Huttenhower et al. [48] employed this strategy to build functional networks for human data which are made available through a web-based tool called HEFalMp. The datasets used for this integration encompassed more than 30,000 experiments from more than 15,000 publications and included more than 27,000,000,000 data points. This system summarizes available data to enable biological researchers to quickly and effectively navigate the entirety of these data and generate hypotheses in a data-driven fashion.

Case Study

For this case study we have queried the functional relationship network in HEFalMp for the gene BRCA1. BRCA1 encodes a tumor suppressor protein. The functional relationship network, shown in Figure 1, includes many cell cycle associated proteins such as MYC. Indeed the strongest functional relationships include genes such as MYC, JUNB, TP53, and E2F1. These relationships suggest that BRCA1 is involved in cell cycle progression. In addition to these well known genes, the list contains less characterized genes of interest. One such example is ZWINT which has a probability of a functional relationship with BRCA1 of 0.9793. ZWINT is a kinetochore protein which is known to interact with ZW10 but not known to have a functional relationship with BRCA1 [49-51]. This functional relationship prediction based on high throughput human data suggests that an investigation of the relationship between BRCA1 and ZWINT might be informative. Because this hypothesis comes not from published results but from the integrative analysis of high throughput data, this is an example of data driven hypothesis generation as opposed to the more frequently performed knowledge driven hypothesis generation. This process can be used to identify additional potential players in a process of interest, to find potential functions for a protein discovered in a screen, or to find genes that have previously unknown functional relationships a specific protein of interest.

Figure 1.

Figure 1

The top panel indicates the search used to generate this network. The middle panel shows the functional relationship network from HEFalMp for BRCA1. Red edges indicate high confidence links and green edges indicate lower confidence links. The bottom panel shows the top sources of evidence for the link between BRCA1 and ZWINT. The top sources include a dataset of pre-mRNA splicing indicating a potential mechanism of interest.

Bayesian Overview

The first step in the integration of heterogeneous genome-scale data has been to develop a common scale for measurements from diverse data types. Probabilities [52], or scores derived from probabilities [53-54], have often been used because each dataset can provide a likelihood which can then be integrated within a Bayesian framework. The Bayesian framework allows data from multiple sources to be integrated based on the strength of evidence from each data source. This strength of evidence can be expert annotated [52] or derived from known gold standards [55]. We and others have used integrative methods to discover novel biology [47-48, 56-58].
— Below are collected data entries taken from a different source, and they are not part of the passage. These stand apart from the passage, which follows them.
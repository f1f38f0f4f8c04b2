//! Script classpath initialization from included-build outputs.
//!
//! During script compilation the root build may need artifacts produced
//! by tasks of included builds (plugin jars, convention libraries). The
//! initializer queues the producing tasks, blocks on their completion and
//! collects the reported artifacts.

use std::path::PathBuf;
use std::sync::Arc;

use tracing::{debug, info};

use crate::controllers::TaskStatus;
use crate::error::{BuildTreeError, BuildTreeResult};
use crate::model::{BuildPath, TaskReference};
use crate::task_graph::IncludedBuildTaskGraph;

/// Pulls classpath contributions out of included builds' task graphs.
pub struct ScriptClassPathInitializer {
    task_graph: Arc<IncludedBuildTaskGraph>,
    /// The build whose scripts are being compiled; references addressed
    /// at it are not cross-build work and are ignored here.
    current_build: BuildPath,
}

impl ScriptClassPathInitializer {
    pub fn new(task_graph: Arc<IncludedBuildTaskGraph>, current_build: BuildPath) -> Self {
        Self {
            task_graph,
            current_build,
        }
    }

    /// Execute the producing tasks behind `references` and return the
    /// artifacts they reported, in reference order.
    ///
    /// Suspends until every producing build has finished the relevant
    /// work. A failed or skipped producer is a fatal build failure.
    pub async fn execute(&self, references: &[TaskReference]) -> BuildTreeResult<Vec<PathBuf>> {
        let mut handles = Vec::new();
        for reference in references {
            if reference.build == self.current_build {
                debug!(reference = %reference, "skipping current-build reference");
                continue;
            }
            let handle = self.task_graph.locate_task(reference).await?;
            handle.queue();
            handles.push(handle);
        }

        if handles.is_empty() {
            return Ok(Vec::new());
        }

        let controllers = self.task_graph.controllers();
        controllers.populate_task_graphs().await?;
        controllers.start_task_execution();

        let mut classpath = Vec::new();
        for handle in &handles {
            let reference = handle.reference();
            let status = handle.await_completed().await?;
            match status {
                TaskStatus::Succeeded => {}
                TaskStatus::Failed | TaskStatus::Skipped => {
                    return Err(BuildTreeError::TaskExecutionFailed {
                        build: reference.build.to_string(),
                        task: reference.task.to_string(),
                        reason: format!("classpath producer finished as {status:?}"),
                    });
                }
                // Terminal statuses only, per await_task_completed.
                other => {
                    return Err(BuildTreeError::TaskExecutionFailed {
                        build: reference.build.to_string(),
                        task: reference.task.to_string(),
                        reason: format!("unexpected status {other:?}"),
                    });
                }
            }

            let controller = controllers.controller_for(&reference.build)?;
            if let Some(report) = controller.report() {
                if let Some(result) = report.result_for(&reference.task) {
                    if let crate::launcher::TaskOutcome::Succeeded { artifacts } = &result.outcome {
                        classpath.extend(artifacts.iter().cloned());
                    }
                }
            }
        }

        info!(
            entries = classpath.len(),
            producers = handles.len(),
            "script classpath initialized"
        );
        Ok(classpath)
    }
}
Intuitively the process begins with the development of a high quality gold standard. The gold standard contains pairs of genes that are known to have a relationship (gold standard positive relationships) and pairs of genes that are known to lack a relationship (gold standard negative relationships). The definition of “relationship” used in the creation of the gold standard determines the type of relationships that will be discovered during the integration process. If physical protein-protein interactions are used to develop the gold standard, these are the types of interactions that will be discovered. The work discussed here focuses on functional relationships, i.e. relationships where two genes are known to work together directly or indirectly to accomplish a certain biological task [59].

The next step is the collection of high throughput datasets and databases. Within each dataset, every pair of genes is evaluated and given a value. This value can be the correlation between genes, their mutual information, or simply the presence or absence of a relationship in a database. These values are placed into bins. Each of these bins is then evaluated for its proportion of gold standard positive and negative relationships. This proportion, when compared to the overall proportion of functional relationships, can be used to estimate the likelihood that unannotated gene pairs in that bin possess a functional relationship. Using the assumption of independence across datasets, the likelihood of a functional relationship can be calculated for genes outside of the gold standard. These probabilities of relationships can then be used to create a network in which edges represent the probability of a functional relationship (given the data) between genes.

Specifically a Bayesian integration process is performed. Myers et al. [55] describe the basic process in detail, but we will summarize it here. A discrete Bayesian network is constructed that relates evidence from different data types to the probability of a functional relationship. The critical elements of these networks are the structure and the conditional probability tables (CPTs). The structure determines relationships between evidence nodes. In this case, the network structure comes from earlier work by Troyanskaya et al. [52]. This network reflects relationships between evidence from different data types for the purpose of ensemble analysis and avoids double counting of evidence. The CPTs measure the reliability of each type of evidence. In this case, the CPTs were inferred using protein-protein relationships from the GO biological process ontology.

The CPTs, an example of which is shown in Table 1, can be constructed for each type of evidence using a gold standard. The gold standard should be carefully developed to capture the relationship of interest. In this case, the relationships of interest were functional relationships. A functional relationship is where a pair of genes work together to carry out a specific biological process.

Table 1.

A conditional probability table for a hypothetical data source.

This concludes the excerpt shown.